◆ **Stored data entries**
//! Error types for the Sun'n'Slaughter engine
//!
//! This module defines the error types used throughout the engine core:
//! geometry construction, camera configuration and scene building.

use std::fmt;

/// Result type for engine operations
pub type Result<T> = std::result::Result<T, Error>;

/// Engine errors
#[derive(Debug, Clone, PartialEq)]
pub enum Error {
    /// Degenerate geometry (collinear plane points, zero-length basis vectors)
    InvalidGeometry(String),

    /// Out-of-range camera or game settings (near >= far, fov outside (0, 180), ...)
    InvalidConfiguration(String),

    /// Invalid imported resource (empty mesh, missing data)
    InvalidResource(String),

    /// Failure reported by the rendering backend
    BackendError(String),
}

impl fmt::Display for Error {
    fn fmt(&self, f: &mut fmt::Formatter<'_>) -> fmt::Result {
        match self {
            Error::InvalidGeometry(msg) => write!(f, "Invalid geometry: {}", msg),
            Error::InvalidConfiguration(msg) => write!(f, "Invalid configuration: {}", msg),
            Error::InvalidResource(msg) => write!(f, "Invalid resource: {}", msg),
            Error::BackendError(msg) => write!(f, "Backend error: {}", msg),
        }
    }
}

impl std::error::Error for Error {}

// ===== ERROR MACROS =====

/// Build an `Error` of the given kind and log it at ERROR severity
///
/// # Example
///
/// ```ignore
/// let err = engine_err!("sns::Frustum", InvalidConfiguration, "near {} >= far {}", near, far);
/// ```
#[macro_export]
macro_rules! engine_err {
    ($source:expr, $kind:ident, $($arg:tt)*) => {{
        let message = format!($($arg)*);
        $crate::engine_error!($source, "{}", message);
        $crate::sns::Error::$kind(message)
    }};
}

/// Log and return an `Error` of the given kind from the current function
#[macro_export]
macro_rules! engine_bail {
    ($source:expr, $kind:ident, $($arg:tt)*) => {
        return Err($crate::engine_err!($source, $kind, $($arg)*))
    };
}

#[cfg(test)]
#[path = "error_tests.rs"]
mod tests;
/// Bounding volumes for frustum culling.
///
/// `AABB` is the min/max form produced from mesh vertex extents at import
/// time. `BoundingBox` is the 8-corner form the frustum classifies; it stays
/// a plain point list so it can be carried through arbitrary (rotating,
/// scaling) transforms without re-fitting.

use glam::{Mat4, Vec3};
use crate::error::Result;
use crate::engine_bail;

// ===== AABB =====

/// Axis-Aligned Bounding Box in mesh space
#[derive(Debug, Clone, Copy, PartialEq)]
pub struct AABB {
    /// Minimum corner (x, y, z)
    pub min: Vec3,
    /// Maximum corner (x, y, z)
    pub max: Vec3,
}

impl AABB {
    /// Tight box around a vertex list.
    ///
    /// # Errors
    ///
    /// `InvalidResource` if `points` is empty or contains non-finite values.
    pub fn from_points(points: &[Vec3]) -> Result<Self> {
        let Some(first) = points.first() else {
            engine_bail!("sns::AABB", InvalidResource, "Cannot bound an empty vertex list");
        };

        let mut min = *first;
        let mut max = *first;
        for p in &points[1..] {
            min = min.min(*p);
            max = max.max(*p);
        }

        if !min.is_finite() || !max.is_finite() {
            engine_bail!("sns::AABB", InvalidResource, "Vertex list contains non-finite positions");
        }
        Ok(Self { min, max })
    }

    /// Center point
    pub fn center(&self) -> Vec3 {
        (self.min + self.max) * 0.5
    }

    /// Half of the size along each axis
    pub fn half_extents(&self) -> Vec3 {
        (self.max - self.min) * 0.5
    }

    /// The 8 corners of this box
    pub fn corners(&self) -> BoundingBox {
        BoundingBox::from_center_half_extents(self.center(), self.half_extents())
    }
}

// ===== 8-CORNER BOX =====

/// Sign pattern of the 8 corners, in storage order.
const CORNER_SIGNS: [Vec3; 8] = [
    Vec3::new(1.0, 1.0, 1.0),
    Vec3::new(1.0, 1.0, -1.0),
    Vec3::new(1.0, -1.0, 1.0),
    Vec3::new(1.0, -1.0, -1.0),
    Vec3::new(-1.0, 1.0, 1.0),
    Vec3::new(-1.0, 1.0, -1.0),
    Vec3::new(-1.0, -1.0, 1.0),
    Vec3::new(-1.0, -1.0, -1.0),
];

/// Bounding box stored as its 8 corner points.
#[derive(Debug, Clone, Copy, PartialEq)]
pub struct BoundingBox {
    corners: [Vec3; 8],
}

impl BoundingBox {
    /// Number of corners
    pub const CORNER_COUNT: usize = 8;

    /// `center ± half_extents` for every sign permutation on x/y/z
    pub fn from_center_half_extents(center: Vec3, half_extents: Vec3) -> Self {
        Self {
            corners: CORNER_SIGNS.map(|sign| center + sign * half_extents),
        }
    }

    /// Box spanning `min`..`max`
    pub fn from_min_max(min: Vec3, max: Vec3) -> Self {
        AABB { min, max }.corners()
    }

    /// Wrap an explicit corner list
    pub fn from_corners(corners: [Vec3; 8]) -> Self {
        Self { corners }
    }

    pub fn corners(&self) -> &[Vec3; 8] {
        &self.corners
    }

    /// Mean of the corners
    pub fn center(&self) -> Vec3 {
        self.corners.iter().copied().sum::<Vec3>() / Self::CORNER_COUNT as f32
    }

    /// Translate every corner by `delta`.
    pub fn translate(&mut self, delta: Vec3) {
        for corner in &mut self.corners {
            *corner += delta;
        }
    }

    /// Corners carried through `matrix` (as points).
    pub fn transformed(&self, matrix: &Mat4) -> BoundingBox {
        Self {
            corners: self.corners.map(|corner| matrix.transform_point3(corner)),
        }
    }
}

#[cfg(test)]
#[path = "bounding_box_tests.rs"]
mod tests;
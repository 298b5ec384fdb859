/// SceneNode: one node of the transform tree.
///
/// A node owns its children and references drawables by key. Traversals
/// accumulate transforms top-down; every drawable consults the frustum in
/// the draw context before submitting.
///
/// Local matrix:
/// `translate(position) · rotate_y(yaw) · translate(starting_offset) ·
/// transform_matrix · model_matrix`

use glam::{Mat4, Vec3};
use crate::error::Result;
use crate::renderer::{MeshHandle, ShaderHandle};
use super::drawable::{DrawContext, DrawableKey};
use super::node_role::{HitResult, NodeRole};

/// Downward displacement per second applied to chasing enemies
pub const ENEMY_GRAVITY: f32 = -98.0;

/// Downward displacement per step applied to the walking character
pub const CHARACTER_GRAVITY_STEP: f32 = -10.0;

#[derive(Debug)]
pub struct SceneNode {
    name: String,
    role: NodeRole,
    model_matrix: Mat4,
    transform_matrix: Mat4,
    enabled: bool,
    position: Vec3,
    yaw_degrees: f32,
    starting_offset: Vec3,
    casts_shadow: bool,
    children: Vec<SceneNode>,
    drawables: Vec<DrawableKey>,
}

impl SceneNode {
    pub fn new(name: impl Into<String>) -> Self {
        Self {
            name: name.into(),
            role: NodeRole::Prop,
            model_matrix: Mat4::IDENTITY,
            transform_matrix: Mat4::IDENTITY,
            enabled: true,
            position: Vec3::ZERO,
            yaw_degrees: 0.0,
            starting_offset: Vec3::ZERO,
            casts_shadow: true,
            children: Vec::new(),
            drawables: Vec::new(),
        }
    }

    pub fn with_role(mut self, role: NodeRole) -> Self {
        self.set_role(role);
        self
    }

    // ===== TRAVERSAL =====

    /// Local matrix with `model` in place of the stored model matrix
    fn local_matrix_with(&self, model: &Mat4) -> Mat4 {
        Mat4::from_translation(self.position)
            * Mat4::from_rotation_y(self.yaw_degrees.to_radians())
            * Mat4::from_translation(self.starting_offset)
            * self.transform_matrix
            * *model
    }

    pub fn local_matrix(&self) -> Mat4 {
        self.local_matrix_with(&self.model_matrix)
    }

    /// Draw this subtree and return the number of draws issued.
    ///
    /// A disabled node draws nothing and its children are not visited.
    pub fn draw(&self, ctx: &mut DrawContext<'_>, accumulated: &Mat4) -> Result<u32> {
        if !self.enabled {
            return Ok(0);
        }
        self.draw_accumulated(ctx, &(*accumulated * self.local_matrix()))
    }

    /// Draw this subtree from the root with `transform` used as the model
    /// matrix for this call only. The node is not modified.
    pub fn draw_with_transform(&self, ctx: &mut DrawContext<'_>, transform: &Mat4) -> Result<u32> {
        if !self.enabled {
            return Ok(0);
        }
        self.draw_accumulated(ctx, &self.local_matrix_with(transform))
    }

    fn draw_accumulated(&self, ctx: &mut DrawContext<'_>, world: &Mat4) -> Result<u32> {
        let mut count = 0;
        for key in &self.drawables {
            if ctx.drawable(*key)?.render_if_visible(ctx, world)? {
                count += 1;
            }
        }
        for child in &self.children {
            count += child.draw(ctx, world)?;
        }
        Ok(count)
    }

    /// Depth-only traversal for the shadow pass.
    ///
    /// Nodes that do not cast shadows are skipped together with their
    /// subtree.
    pub fn draw_depth(&self, ctx: &mut DrawContext<'_>, shader: ShaderHandle, accumulated: &Mat4) -> Result<u32> {
        if !self.enabled || !self.casts_shadow {
            return Ok(0);
        }
        let world = *accumulated * self.local_matrix();

        let mut count = 0;
        for key in &self.drawables {
            if ctx.drawable(*key)?.render_depth_if_visible(ctx, shader, &world)? {
                count += 1;
            }
        }
        for child in &self.children {
            count += child.draw_depth(ctx, shader, &world)?;
        }
        Ok(count)
    }

    /// Submit `marker` at every world-space bounding-box corner of this
    /// subtree. Returns the number of markers drawn.
    pub fn draw_bounds(&self, ctx: &mut DrawContext<'_>, marker: MeshHandle, accumulated: &Mat4) -> Result<u32> {
        if !self.enabled {
            return Ok(0);
        }
        let world = *accumulated * self.local_matrix();

        let mut count = 0;
        for key in &self.drawables {
            let world_box = ctx.drawable(*key)?.world_bounding_box(&world);
            for corner in world_box.corners() {
                ctx.command_list().draw_mesh(marker, &Mat4::from_translation(*corner))?;
                count += 1;
            }
        }
        for child in &self.children {
            count += child.draw_bounds(ctx, marker, &world)?;
        }
        Ok(count)
    }

    // ===== TRANSFORMS =====

    /// Left-multiply the model matrix: `model = matrix · model`.
    pub fn transform(&mut self, matrix: &Mat4) {
        self.model_matrix = *matrix * self.model_matrix;
    }

    pub fn set_transform_matrix(&mut self, matrix: Mat4) {
        self.transform_matrix = matrix;
    }

    pub fn reset_model_matrix(&mut self) {
        self.model_matrix = Mat4::IDENTITY;
    }

    pub fn model_matrix(&self) -> &Mat4 {
        &self.model_matrix
    }

    pub fn transform_matrix(&self) -> &Mat4 {
        &self.transform_matrix
    }

    pub fn set_position(&mut self, position: Vec3) {
        self.position = position;
    }

    pub fn position(&self) -> Vec3 {
        self.position
    }

    /// Set the rotation around +Y, in degrees.
    pub fn yaw(&mut self, angle_degrees: f32) {
        self.yaw_degrees = angle_degrees;
    }

    pub fn yaw_degrees(&self) -> f32 {
        self.yaw_degrees
    }

    /// Move along world axes: `z += forward`, `x += strafe_left`.
    pub fn translate_by(&mut self, forward: f32, strafe_left: f32) {
        self.position.z += forward;
        self.position.x += strafe_left;
    }

    pub fn starting_offset(&self) -> Vec3 {
        self.starting_offset
    }

    pub fn set_starting_offset(&mut self, offset: Vec3) {
        self.starting_offset = offset;
    }

    // ===== STATE =====

    pub fn set_enabled(&mut self, enabled: bool) {
        self.enabled = enabled;
    }

    pub fn is_enabled(&self) -> bool {
        self.enabled
    }

    pub fn set_casts_shadow(&mut self, casts_shadow: bool) {
        self.casts_shadow = casts_shadow;
    }

    pub fn casts_shadow(&self) -> bool {
        self.casts_shadow
    }

    pub fn name(&self) -> &str {
        &self.name
    }

    pub fn role(&self) -> &NodeRole {
        &self.role
    }

    pub fn role_mut(&mut self) -> &mut NodeRole {
        &mut self.role
    }

    /// Replace the role. Static colliders stop casting shadows.
    pub fn set_role(&mut self, role: NodeRole) {
        if matches!(role, NodeRole::StaticCollider) {
            self.casts_shadow = false;
        }
        self.role = role;
    }

    // ===== HIERARCHY =====

    pub fn add_child(&mut self, child: SceneNode) {
        self.children.push(child);
    }

    pub fn add_drawable(&mut self, key: DrawableKey) {
        self.drawables.push(key);
    }

    pub fn children(&self) -> &[SceneNode] {
        &self.children
    }

    pub fn children_mut(&mut self) -> &mut [SceneNode] {
        &mut self.children
    }

    pub fn drawables(&self) -> &[DrawableKey] {
        &self.drawables
    }

    /// First immediate child with this name (no recursion).
    pub fn find_child_by_name(&self, name: &str) -> Option<&SceneNode> {
        self.children.iter().find(|child| child.name == name)
    }

    pub fn find_child_by_name_mut(&mut self, name: &str) -> Option<&mut SceneNode> {
        self.children.iter_mut().find(|child| child.name == name)
    }

    // ===== ENEMY =====

    /// Step towards `player_position` at `speed` units per second.
    ///
    /// Heading is taken on the XZ plane; gravity pulls the controller down
    /// every step. The node follows the controller position and turns to
    /// face the player. Returns false if this node is not an enemy.
    pub fn chase(&mut self, player_position: Vec3, speed: f32, dt: f32) -> bool {
        let NodeRole::Enemy(enemy) = &mut self.role else {
            return false;
        };

        let controller = enemy.controller_mut();
        let delta = player_position - controller.position();
        let heading = Vec3::new(delta.x, 0.0, delta.z).normalize_or_zero();
        if heading != Vec3::ZERO {
            let angle = (-heading.z).atan2(heading.x).to_degrees();
            self.yaw_degrees = (90.0 + angle).rem_euclid(360.0);
        }

        let displacement = Vec3::new(heading.x * speed, ENEMY_GRAVITY, heading.z * speed) * dt;
        controller.move_by(displacement, dt);
        self.position = controller.position();
        true
    }

    /// Damage this enemy. A killed enemy respawns at its spawn position with
    /// full health. Returns `None` if this node is not an enemy.
    pub fn hit(&mut self, damage: i32) -> Option<HitResult> {
        let NodeRole::Enemy(enemy) = &mut self.role else {
            return None;
        };

        let hp = enemy.hit_with_damage(damage);
        if !enemy.is_dead() {
            return Some(HitResult::Survived { hp });
        }
        let spawn = enemy.spawn_position();
        self.respawn(spawn);
        Some(HitResult::Killed)
    }

    /// Teleport to `position`, re-enable and restore health.
    /// Returns false if this node is not an enemy.
    pub fn respawn(&mut self, position: Vec3) -> bool {
        let NodeRole::Enemy(enemy) = &mut self.role else {
            return false;
        };

        enemy.controller_mut().set_position(position);
        enemy.restore_hp();
        self.position = enemy.controller().position();
        self.enabled = true;
        true
    }

    // ===== CHARACTER =====

    /// Walk relative to the current heading and apply a gravity step.
    /// Returns false if this node is not the character.
    pub fn move_character(&mut self, forward: f32, strafe_left: f32, dt: f32) -> bool {
        let NodeRole::Character(character) = &mut self.role else {
            return false;
        };

        let (sin, cos) = self.yaw_degrees.to_radians().sin_cos();
        let displacement = Vec3::new(
            forward * sin + strafe_left * cos,
            CHARACTER_GRAVITY_STEP,
            forward * cos - strafe_left * sin,
        );
        let controller = character.controller_mut();
        controller.move_by(displacement, dt);
        self.position = controller.position();
        true
    }

    /// Teleport the character. Returns false if this node is not the character.
    pub fn relocate(&mut self, position: Vec3) -> bool {
        let NodeRole::Character(character) = &mut self.role else {
            return false;
        };

        character.controller_mut().set_position(position);
        self.position = character.controller().position();
        true
    }

    /// Set the character heading in degrees. Returns false if this node is
    /// not the character.
    pub fn update_rotation(&mut self, angle_degrees: f32) -> bool {
        if !self.role.is_character() {
            return false;
        }
        self.yaw(angle_degrees);
        true
    }
}

#[cfg(test)]
#[path = "scene_node_tests.rs"]
mod tests;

◆ **WHAT THE TASK REQUIRES**
Where a line of the entries contains "HitResult", report that line.

◆ **EXERCISE RESULT**
use super::node_role::{HitResult, NodeRole};
    pub fn hit(&mut self, damage: i32) -> Option<HitResult> {
            return Some(HitResult::Survived { hp });
        Some(HitResult::Killed)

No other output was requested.